**Exercise brief:** In the records that follow, show each line where the word "Future" is present.

Dataset content Start Marker

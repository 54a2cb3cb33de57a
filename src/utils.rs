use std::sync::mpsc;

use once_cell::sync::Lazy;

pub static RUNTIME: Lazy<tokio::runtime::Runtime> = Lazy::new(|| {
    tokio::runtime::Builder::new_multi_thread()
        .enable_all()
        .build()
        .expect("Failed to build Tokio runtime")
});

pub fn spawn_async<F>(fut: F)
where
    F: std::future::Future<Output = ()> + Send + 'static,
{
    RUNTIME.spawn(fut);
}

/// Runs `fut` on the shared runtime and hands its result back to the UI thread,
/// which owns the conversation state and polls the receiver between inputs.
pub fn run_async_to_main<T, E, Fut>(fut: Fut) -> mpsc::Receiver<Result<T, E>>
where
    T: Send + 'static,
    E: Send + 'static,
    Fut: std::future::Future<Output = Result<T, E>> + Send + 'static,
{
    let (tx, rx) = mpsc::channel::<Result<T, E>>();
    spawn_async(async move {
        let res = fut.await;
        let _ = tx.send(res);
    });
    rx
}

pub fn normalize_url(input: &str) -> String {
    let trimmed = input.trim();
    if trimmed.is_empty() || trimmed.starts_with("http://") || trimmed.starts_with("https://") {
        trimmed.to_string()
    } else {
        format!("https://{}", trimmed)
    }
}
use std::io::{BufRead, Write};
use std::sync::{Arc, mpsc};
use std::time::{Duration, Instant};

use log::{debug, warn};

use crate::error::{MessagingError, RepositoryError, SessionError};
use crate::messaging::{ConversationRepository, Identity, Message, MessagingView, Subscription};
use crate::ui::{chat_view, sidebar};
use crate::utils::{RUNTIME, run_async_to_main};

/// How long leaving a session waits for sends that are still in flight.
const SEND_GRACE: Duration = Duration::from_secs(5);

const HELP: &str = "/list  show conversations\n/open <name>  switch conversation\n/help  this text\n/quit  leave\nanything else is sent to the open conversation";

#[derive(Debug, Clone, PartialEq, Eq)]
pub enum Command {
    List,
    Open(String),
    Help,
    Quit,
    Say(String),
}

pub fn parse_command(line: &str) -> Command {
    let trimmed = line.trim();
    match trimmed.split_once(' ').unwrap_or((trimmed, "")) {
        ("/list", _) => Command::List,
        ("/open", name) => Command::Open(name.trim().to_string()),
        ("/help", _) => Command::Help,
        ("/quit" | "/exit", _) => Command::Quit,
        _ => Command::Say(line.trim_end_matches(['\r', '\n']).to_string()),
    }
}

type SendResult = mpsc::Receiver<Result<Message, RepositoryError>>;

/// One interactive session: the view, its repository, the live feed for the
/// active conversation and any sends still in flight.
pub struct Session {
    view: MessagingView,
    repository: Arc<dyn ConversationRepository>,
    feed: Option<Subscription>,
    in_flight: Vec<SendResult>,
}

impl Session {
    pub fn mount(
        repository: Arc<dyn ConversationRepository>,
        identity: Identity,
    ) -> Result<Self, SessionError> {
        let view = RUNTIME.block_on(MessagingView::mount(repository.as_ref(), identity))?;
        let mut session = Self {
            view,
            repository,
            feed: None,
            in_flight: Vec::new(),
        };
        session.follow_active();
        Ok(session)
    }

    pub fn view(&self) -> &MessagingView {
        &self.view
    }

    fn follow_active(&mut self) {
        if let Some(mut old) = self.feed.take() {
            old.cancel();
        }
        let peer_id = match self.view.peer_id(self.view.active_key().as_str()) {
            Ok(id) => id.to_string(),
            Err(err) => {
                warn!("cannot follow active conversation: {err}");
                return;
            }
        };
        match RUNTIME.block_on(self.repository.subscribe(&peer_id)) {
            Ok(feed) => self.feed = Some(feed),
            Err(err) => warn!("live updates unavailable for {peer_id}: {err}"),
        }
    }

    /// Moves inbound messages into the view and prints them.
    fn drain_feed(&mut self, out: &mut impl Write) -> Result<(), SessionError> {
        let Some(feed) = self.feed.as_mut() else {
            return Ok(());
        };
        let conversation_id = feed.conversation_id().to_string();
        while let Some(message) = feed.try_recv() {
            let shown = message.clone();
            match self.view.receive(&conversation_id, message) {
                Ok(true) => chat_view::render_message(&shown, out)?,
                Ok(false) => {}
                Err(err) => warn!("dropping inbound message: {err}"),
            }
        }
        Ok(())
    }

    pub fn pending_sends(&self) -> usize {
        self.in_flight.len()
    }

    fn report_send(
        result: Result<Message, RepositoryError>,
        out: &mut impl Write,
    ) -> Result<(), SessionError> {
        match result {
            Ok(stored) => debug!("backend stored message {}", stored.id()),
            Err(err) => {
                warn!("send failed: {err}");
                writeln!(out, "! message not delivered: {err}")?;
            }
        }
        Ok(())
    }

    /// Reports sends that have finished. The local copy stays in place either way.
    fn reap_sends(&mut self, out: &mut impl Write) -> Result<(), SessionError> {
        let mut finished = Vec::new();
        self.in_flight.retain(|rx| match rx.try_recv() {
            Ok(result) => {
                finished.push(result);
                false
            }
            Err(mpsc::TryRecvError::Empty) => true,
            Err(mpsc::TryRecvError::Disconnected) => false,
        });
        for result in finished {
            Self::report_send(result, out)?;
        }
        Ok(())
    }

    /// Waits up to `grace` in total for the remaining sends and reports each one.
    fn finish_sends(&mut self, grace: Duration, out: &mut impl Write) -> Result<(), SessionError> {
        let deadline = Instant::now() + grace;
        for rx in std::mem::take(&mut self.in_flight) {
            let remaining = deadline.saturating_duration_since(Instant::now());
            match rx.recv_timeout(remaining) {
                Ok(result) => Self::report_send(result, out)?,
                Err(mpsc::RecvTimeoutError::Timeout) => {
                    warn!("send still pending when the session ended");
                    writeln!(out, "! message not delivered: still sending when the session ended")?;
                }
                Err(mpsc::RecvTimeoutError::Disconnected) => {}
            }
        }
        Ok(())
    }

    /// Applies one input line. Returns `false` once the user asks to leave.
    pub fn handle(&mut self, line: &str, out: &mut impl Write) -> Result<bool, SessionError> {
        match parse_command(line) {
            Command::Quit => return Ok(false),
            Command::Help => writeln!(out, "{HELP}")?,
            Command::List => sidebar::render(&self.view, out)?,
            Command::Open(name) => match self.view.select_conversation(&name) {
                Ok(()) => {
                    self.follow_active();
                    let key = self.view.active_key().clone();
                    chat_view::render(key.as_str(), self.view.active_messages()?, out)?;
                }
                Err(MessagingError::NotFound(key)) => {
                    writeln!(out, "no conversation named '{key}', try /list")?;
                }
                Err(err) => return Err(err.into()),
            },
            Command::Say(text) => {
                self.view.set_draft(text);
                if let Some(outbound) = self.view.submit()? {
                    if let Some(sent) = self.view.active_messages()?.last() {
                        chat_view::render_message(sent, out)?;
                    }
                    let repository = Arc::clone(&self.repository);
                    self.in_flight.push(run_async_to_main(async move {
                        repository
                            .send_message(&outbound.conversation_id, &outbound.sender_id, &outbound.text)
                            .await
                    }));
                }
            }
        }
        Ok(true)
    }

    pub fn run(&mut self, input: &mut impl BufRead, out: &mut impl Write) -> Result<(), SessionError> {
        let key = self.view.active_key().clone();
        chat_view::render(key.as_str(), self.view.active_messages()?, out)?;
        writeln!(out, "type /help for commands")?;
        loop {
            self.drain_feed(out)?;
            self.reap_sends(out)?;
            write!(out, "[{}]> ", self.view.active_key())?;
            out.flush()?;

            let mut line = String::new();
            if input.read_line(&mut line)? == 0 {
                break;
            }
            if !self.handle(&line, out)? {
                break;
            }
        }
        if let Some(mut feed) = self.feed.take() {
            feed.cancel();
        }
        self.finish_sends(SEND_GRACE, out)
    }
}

Dataset content End Marker

**Answer for the task:**
    F: std::future::Future<Output = ()> + Send + 'static,
    Fut: std::future::Future<Output = Result<T, E>> + Send + 'static,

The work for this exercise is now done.